[RECORD EXTRACTS Boundary: Start]
use schedule_import::{
    Lag, PredecessorLink, RelationType, RelationshipError, parse_predecessor,
    parse_predecessor_list,
};

const HOURS_PER_DAY: f64 = 24.0;

fn parsed(token: &str) -> (String, RelationType, f64) {
    let link = parse_predecessor(token).expect("token should parse");
    let hours = link.lag.to_hours(HOURS_PER_DAY);
    (link.code, link.relation, hours)
}

#[test]
fn bare_code_defaults_to_finish_to_start_without_lag() {
    assert_eq!(
        parsed("A100"),
        ("A100".to_string(), RelationType::FinishToStart, 0.0)
    );
}

#[test]
fn day_lag_is_converted_to_hours() {
    assert_eq!(
        parsed("A1000[SS+5d]"),
        ("A1000".to_string(), RelationType::StartToStart, 120.0)
    );
    assert_eq!(
        parsed("A100[FS+2d]"),
        ("A100".to_string(), RelationType::FinishToStart, 48.0)
    );
}

#[test]
fn hour_lag_passes_through_and_keeps_sign() {
    assert_eq!(
        parsed("A100[FF-10h]"),
        ("A100".to_string(), RelationType::FinishToFinish, -10.0)
    );
    assert_eq!(
        parsed("A100[SF3h]"),
        ("A100".to_string(), RelationType::StartToFinish, 3.0)
    );
}

#[test]
fn type_is_case_insensitive_and_whitespace_is_ignored() {
    let link = parse_predecessor("  B-2.1 [ ss  -1d ]  ").unwrap();
    assert_eq!(link.code, "B-2.1");
    assert_eq!(link.relation, RelationType::StartToStart);
    assert_eq!(link.lag, Lag::days(-1));
}

#[test]
fn brackets_without_lag_keep_zero_lag() {
    let link = parse_predecessor("A100[ff]").unwrap();
    assert_eq!(link.relation, RelationType::FinishToFinish);
    assert!(link.lag.is_zero());
}

#[test]
fn unknown_two_letter_type_is_rejected() {
    let err = parse_predecessor("A100[XX+1d]").unwrap_err();
    assert_eq!(
        err,
        RelationshipError::UnknownType {
            kind: "XX".into(),
            token: "A100[XX+1d]".into(),
        }
    );
}

#[test]
fn tokens_outside_the_grammar_are_malformed() {
    for token in [
        "",
        "A 100",
        "[FS]",
        "A100[FS+5w]",
        "A100[FS+d]",
        "A100[+2d]",
        "A100[FSS]",
        "A100[FS+2D]",
        "A100[FS+2d",
        "A100#",
    ] {
        assert!(
            matches!(
                parse_predecessor(token),
                Err(RelationshipError::Malformed(_))
            ),
            "expected '{token}' to be malformed"
        );
    }
}

#[test]
fn display_then_parse_yields_the_same_link() {
    for token in [
        "A100",
        "A100[SS]",
        "A100[FS+2d]",
        "A100[FF-8h]",
        "X.9-1[sf+0h]",
        "C3[fs-3d]",
        "A100[SS+0d]",
        "A100[FS-0d]",
    ] {
        let first = parse_predecessor(token).unwrap();
        let rendered = first.to_string();
        let second: PredecessorLink = rendered.parse().unwrap();
        assert_eq!(first, second, "round trip of '{token}' via '{rendered}'");
    }
}

#[test]
fn display_uses_compact_forms() {
    assert_eq!(
        PredecessorLink::new("A1", RelationType::FinishToStart, Lag::default()).to_string(),
        "A1"
    );
    assert_eq!(
        PredecessorLink::new("A1", RelationType::StartToStart, Lag::days(2)).to_string(),
        "A1[SS+2d]"
    );
    assert_eq!(
        PredecessorLink::new("A1", RelationType::FinishToFinish, Lag::hours(-4)).to_string(),
        "A1[FF-4h]"
    );
    assert_eq!(
        PredecessorLink::new("A1", RelationType::FinishToStart, Lag::days(0)).to_string(),
        "A1[FS+0d]"
    );
}

#[test]
fn one_bad_token_does_not_affect_its_siblings() {
    let links = parse_predecessor_list("A100[FS+2d], not valid!, A300[QQ], A400");
    assert_eq!(links.len(), 4);
    assert_eq!(links[0].1.as_ref().unwrap().code, "A100");
    assert!(matches!(links[1].1, Err(RelationshipError::Malformed(_))));
    assert!(matches!(links[2].1, Err(RelationshipError::UnknownType { .. })));
    assert_eq!(links[3].1.as_ref().unwrap().code, "A400");
    assert_eq!(links[1].0, "not valid!");
}

#[test]
fn blank_entries_in_a_list_are_skipped() {
    let links = parse_predecessor_list(" A100 , ,A200,");
    let codes: Vec<_> = links
        .into_iter()
        .map(|(_, link)| link.unwrap().code)
        .collect();
    assert_eq!(codes, vec!["A100", "A200"]);
}

#[test]
fn relation_codes_map_to_p6_values() {
    assert_eq!(RelationType::FinishToStart.p6_code(), "PR_FS");
    assert_eq!(RelationType::StartToStart.p6_code(), "PR_SS");
    assert_eq!(RelationType::FinishToFinish.p6_code(), "PR_FF");
    assert_eq!(RelationType::StartToFinish.p6_code(), "PR_SF");
    assert_eq!(RelationType::from_code("sf"), Some(RelationType::StartToFinish));
    assert_eq!(RelationType::from_code("XY"), None);
}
[RECORD EXTRACTS Boundary: End]
*WHAT THE TASK ASKS*
Looking at the records above, how many lines have the word "FinishToStart" in them? State the number only.

*THE COMPLETED TASK*
5